_What you should do_. From the entries below, list each line with "blob".
Top of Data for analysis
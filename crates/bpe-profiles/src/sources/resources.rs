//! # Canonical Vocabulary Resources

use sha2::{Digest, Sha256};

use crate::errors::{BPResult, BpeProfilesError};

/// A resource with constant mirror URLs and an optional hash.
#[derive(Debug, Clone, Copy, PartialEq, Eq, Hash)]
pub struct ConstUrlResource {
    urls: &'static [&'static str],
    hash: Option<&'static str>,
}

impl ConstUrlResource {
    /// Create a resource; the first of `urls` is the canonical locator.
    ///
    /// # Panics
    /// If `urls` is empty; in a `const` item, this fails the build.
    pub const fn new(
        urls: &'static [&'static str],
        hash: Option<&'static str>,
    ) -> Self {
        assert!(!urls.is_empty(), "ConstUrlResource requires at least one url");
        Self { urls, hash }
    }

    /// The mirror URLs; never empty.
    pub fn urls(&self) -> &'static [&'static str] {
        self.urls
    }

    /// The hex SHA-256 of the resource, if available.
    pub fn hash(&self) -> Option<&'static str> {
        self.hash
    }

    /// The canonical locator.
    pub fn locator(&self) -> &'static str {
        self.urls[0]
    }

    /// Check `data` against the resource hash, if there is one.
    pub fn verify(
        &self,
        data: &[u8],
    ) -> BPResult<()> {
        match self.hash {
            Some(expected) => verify_sha256(data, expected),
            None => Ok(()),
        }
    }
}

/// The "`cl100k_base.tiktoken`" vocabulary resource.
pub const CL100K_BASE_TIKTOKEN_RESOURCE: ConstUrlResource = ConstUrlResource::new(
    &["https://openaipublic.blob.core.windows.net/encodings/cl100k_base.tiktoken"],
    Some("223921b76ee99bde995b7ff738513eef100fb51d18c93597a113bcffe865b2a7"),
);

/// The "`p50k_base.tiktoken`" vocabulary resource.
pub const P50K_BASE_TIKTOKEN_RESOURCE: ConstUrlResource = ConstUrlResource::new(
    &["https://openaipublic.blob.core.windows.net/encodings/p50k_base.tiktoken"],
    Some("94b5ca7dff4d00767bc256fdd1b27e5b17361d7b8a5f968547f9f23eb70d2069"),
);

/// The "`r50k_base.tiktoken`" vocabulary resource.
pub const R50K_BASE_TIKTOKEN_RESOURCE: ConstUrlResource = ConstUrlResource::new(
    &["https://openaipublic.blob.core.windows.net/encodings/r50k_base.tiktoken"],
    Some("306cd27f03c1a714eca7108e03d66b7dc042abe8c258b44c199a7ed9838dd930"),
);

/// Hex-encoded SHA-256 of `data`.
pub fn sha256_hex(data: &[u8]) -> String {
    format!("{:x}", Sha256::digest(data))
}

/// Check `data` against a hex SHA-256.
pub fn verify_sha256(
    data: &[u8],
    expected: &str,
) -> BPResult<()> {
    let actual = sha256_hex(data);
    if actual.eq_ignore_ascii_case(expected) {
        Ok(())
    } else {
        Err(BpeProfilesError::InvalidVocabulary(format!(
            "sha256 mismatch: expected {expected}, found {actual}"
        )))
    }
}

#[cfg(test)]
mod tests {
    use super::*;

    #[test]
    fn test_sha256_hex() {
        assert_eq!(
            sha256_hex(b"abc"),
            "ba7816bf8f01cfea414140de5dae2223b00361a396177a9cb410ff61f20015ad"
        );
    }

    #[test]
    fn test_verify() {
        let res = ConstUrlResource::new(
            &["https://example.com/abc", "https://mirror.example.com/abc"],
            Some("BA7816BF8F01CFEA414140DE5DAE2223B00361A396177A9CB410FF61F20015AD"),
        );
        assert_eq!(res.locator(), "https://example.com/abc");
        assert_eq!(res.urls().len(), 2);
        assert!(res.verify(b"abc").is_ok());
        assert!(matches!(
            res.verify(b"abd"),
            Err(BpeProfilesError::InvalidVocabulary(_))
        ));

        let unhashed = ConstUrlResource::new(&["https://example.com/abc"], None);
        assert_eq!(unhashed.hash(), None);
        assert!(unhashed.verify(b"anything").is_ok());
    }

    #[test]
    #[should_panic(expected = "at least one url")]
    fn test_resource_requires_url() {
        let urls: &'static [&'static str] = &[];
        let _ = ConstUrlResource::new(urls, None);
    }
}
Bottom of Data for analysis
_Result_.
    &["https://openaipublic.blob.core.windows.net/encodings/cl100k_base.tiktoken"],
    &["https://openaipublic.blob.core.windows.net/encodings/p50k_base.tiktoken"],
    &["https://openaipublic.blob.core.windows.net/encodings/r50k_base.tiktoken"],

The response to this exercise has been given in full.